Task instructions
For every line of the records below that holds "String", add one. Give only the final total.

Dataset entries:
// SPDX-FileCopyrightText: 2026 Bruno Meilick
// SPDX-License-Identifier: LicenseRef-Nestdraw-FreeUse-NoCopy-NoDerivatives
//
// All rights reserved.
//
// This file is part of Nestdraw and is proprietary software.
// Unauthorized copying, modification, or distribution is prohibited.

use thiserror::Error;
use tracing::debug;

use super::search::SearchEntry;
use crate::model::{NodeId, NodeKind};
use crate::nav::Navigator;
use crate::surface::RenderSurface;

const HINT_MIN_RATIO: f64 = 0.5;

#[derive(Debug, Clone, PartialEq, Eq, Error)]
pub enum ResolveError {
    #[error("no node labelled '{segment}' at depth {depth}{}", hint_suffix(.closest))]
    UnresolvedPathSegment { segment: String, depth: usize, closest: Option<String> },
    #[error("'{segment}' is a {kind} node and has no sub-diagram")]
    NotDescendable { segment: String, kind: NodeKind },
    #[error("node {node_id} is not on the target level")]
    TargetMissing { node_id: NodeId },
}

fn hint_suffix(closest: &Option<String>) -> String {
    closest.as_ref().map(|label| format!(" (did you mean '{label}'?)")).unwrap_or_default()
}

/// Moves the navigator to the level holding `entry` and focuses the node.
///
/// When the node is already on the surface at the same depth it is focused directly. Otherwise
/// navigation restarts at the root and follows the path labels, entering the first node whose
/// label matches each segment. Levels entered before a failure stay entered.
pub fn navigate_to_node<S: RenderSurface>(
    navigator: &mut Navigator<S>,
    entry: &SearchEntry,
) -> Result<(), ResolveError> {
    if entry.depth() == navigator.depth() && navigator.surface().find_node(&entry.node_id).is_some()
    {
        return focus_target(navigator, &entry.node_id);
    }

    navigator.navigate_to_level(0);
    for segment in entry.path.iter().skip(1) {
        let depth = navigator.depth();
        let found = navigator
            .surface()
            .nodes()
            .iter()
            .find(|node| node.display_label() == segment)
            .map(|node| (node.id().clone(), node.kind()));
        let Some((node_id, kind)) = found else {
            let closest = closest_label(
                segment,
                navigator.surface().nodes().iter().map(|node| node.display_label()),
            );
            debug!(segment = %segment, depth, "path segment not found");
            return Err(ResolveError::UnresolvedPathSegment {
                segment: segment.clone(),
                depth,
                closest,
            });
        };
        if !kind.can_own_subgraph() || !navigator.descend_into(&node_id) {
            return Err(ResolveError::NotDescendable { segment: segment.clone(), kind });
        }
    }

    focus_target(navigator, &entry.node_id)
}

fn focus_target<S: RenderSurface>(
    navigator: &mut Navigator<S>,
    node_id: &NodeId,
) -> Result<(), ResolveError> {
    navigator
        .surface_mut()
        .focus(node_id)
        .map_err(|_| ResolveError::TargetMissing { node_id: node_id.clone() })
}

/// The label most similar to `wanted`, if any is similar enough to suggest.
fn closest_label<'a>(wanted: &str, labels: impl Iterator<Item = &'a str>) -> Option<String> {
    let wanted = wanted.to_lowercase();
    labels
        .map(|label| (rapidfuzz::fuzz::ratio(wanted.chars(), label.to_lowercase().chars()), label))
        .filter(|(ratio, _)| *ratio >= HINT_MIN_RATIO)
        .max_by(|(a, _), (b, _)| a.total_cmp(b))
        .map(|(_, label)| label.to_owned())
}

Reply
4